ASSIGNED TASK → Transcribe every line of the listing below without any deviation.

EXERCISE MATERIAL →
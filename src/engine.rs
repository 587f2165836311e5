//! Single entry point of a generation run.
//!
//! A [`GenerationRequest`] is built once and consumed by [`generate`]; there is
//! no shared engine state between runs.

use log::info;
use std::path::PathBuf;

use crate::error::{Error, Result};
use crate::output::{find_marker, resolve_output, Destination};
use crate::processor::render;
use crate::rules::FieldRules;
use crate::selection::{RelPath, Selection};
use crate::template::Template;
use crate::writer::persist;

/// Everything one run needs.
#[derive(Debug, Clone)]
pub struct GenerationRequest<'a> {
    pub template: &'a Template,
    pub selection: Selection,
    pub rules: FieldRules,
    pub destination: Destination,
    /// Files whose presence at an explicit destination means the work is already done.
    pub markers: Vec<RelPath>,
}

/// Outcome of a run that did not fail.
#[derive(Debug, Clone, PartialEq, Eq)]
pub enum Generation {
    /// The destination already held `marker`; nothing was written.
    Skipped { root: PathBuf, marker: PathBuf },
    /// The output tree was written.
    Generated {
        root: PathBuf,
        used_default: bool,
        files: usize,
    },
}

impl Generation {
    pub fn root(&self) -> &PathBuf {
        match self {
            Generation::Skipped { root, .. } | Generation::Generated { root, .. } => root,
        }
    }
}

/// Replicates the selected part of the template below the resolved destination.
///
/// # Flow
/// 1. Rejects an empty rule set before touching the filesystem
/// 2. Resolves the destination root
/// 3. Skips the run if an explicit destination already holds a marker
/// 4. Walks, rewrites and writes the selected files
///
/// # Errors
/// * `Error::ConfigError` if no rules are configured
/// * `Error::ResolutionError` if the default destination already exists
/// * `Error::IoError` / `Error::TemplateError` from walking, reading or writing
pub fn generate(request: GenerationRequest<'_>) -> Result<Generation> {
    if request.rules.is_empty() {
        return Err(Error::ConfigError(format!(
            "no field rules configured for template '{}'",
            request.template.name()
        )));
    }

    let output = resolve_output(&request.destination)?;
    if !output.used_default {
        if let Some(marker) = find_marker(&output.root, &request.markers) {
            info!("'{}' already exists, skipping generation", marker.display());
            return Ok(Generation::Skipped {
                root: output.root,
                marker,
            });
        }
    }

    info!(
        "Generating template '{}' into {}",
        request.template.name(),
        output.root.display()
    );
    let files = render(request.template, &request.selection, &request.rules);
    let report = persist(&output.root, files)?;
    info!("Wrote {} files to {}", report.written.len(), report.root.display());

    Ok(Generation::Generated {
        root: report.root,
        used_default: output.used_default,
        files: report.written.len(),
    })
}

EXERCISE RESPONSE →
filename src/engine.rs
repository 587f2165836311e5
//! Single entry point of a generation run.
//!
//! A [`GenerationRequest`] is built once and consumed by [`generate`]; there is
//! no shared engine state between runs.

use log::info;
use std::path::PathBuf;

use crate::error::{Error, Result};
use crate::output::{find_marker, resolve_output, Destination};
use crate::processor::render;
use crate::rules::FieldRules;
use crate::selection::{RelPath, Selection};
use crate::template::Template;
use crate::writer::persist;

/// Everything one run needs.
#[derive(Debug, Clone)]
pub struct GenerationRequest<'a> {
    pub template: &'a Template,
    pub selection: Selection,
    pub rules: FieldRules,
    pub destination: Destination,
    /// Files whose presence at an explicit destination means the work is already done.
    pub markers: Vec<RelPath>,
}

/// Outcome of a run that did not fail.
#[derive(Debug, Clone, PartialEq, Eq)]
pub enum Generation {
    /// The destination already held `marker`; nothing was written.
    Skipped { root: PathBuf, marker: PathBuf },
    /// The output tree was written.
    Generated {
        root: PathBuf,
        used_default: bool,
        files: usize,
    },
}

impl Generation {
    pub fn root(&self) -> &PathBuf {
        match self {
            Generation::Skipped { root, .. } | Generation::Generated { root, .. } => root,
        }
    }
}

/// Replicates the selected part of the template below the resolved destination.
///
/// # Flow
/// 1. Rejects an empty rule set before touching the filesystem
/// 2. Resolves the destination root
/// 3. Skips the run if an explicit destination already holds a marker
/// 4. Walks, rewrites and writes the selected files
///
/// # Errors
/// * `Error::ConfigError` if no rules are configured
/// * `Error::ResolutionError` if the default destination already exists
/// * `Error::IoError` / `Error::TemplateError` from walking, reading or writing
pub fn generate(request: GenerationRequest<'_>) -> Result<Generation> {
    if request.rules.is_empty() {
        return Err(Error::ConfigError(format!(
            "no field rules configured for template '{}'",
            request.template.name()
        )));
    }

    let output = resolve_output(&request.destination)?;
    if !output.used_default {
        if let Some(marker) = find_marker(&output.root, &request.markers) {
            info!("'{}' already exists, skipping generation", marker.display());
            return Ok(Generation::Skipped {
                root: output.root,
                marker,
            });
        }
    }

    info!(
        "Generating template '{}' into {}",
        request.template.name(),
        output.root.display()
    );
    let files = render(request.template, &request.selection, &request.rules);
    let report = persist(&output.root, files)?;
    info!("Wrote {} files to {}", report.written.len(), report.root.display());

    Ok(Generation::Generated {
        root: report.root,
        used_default: output.used_default,
        files: report.written.len(),
    })
}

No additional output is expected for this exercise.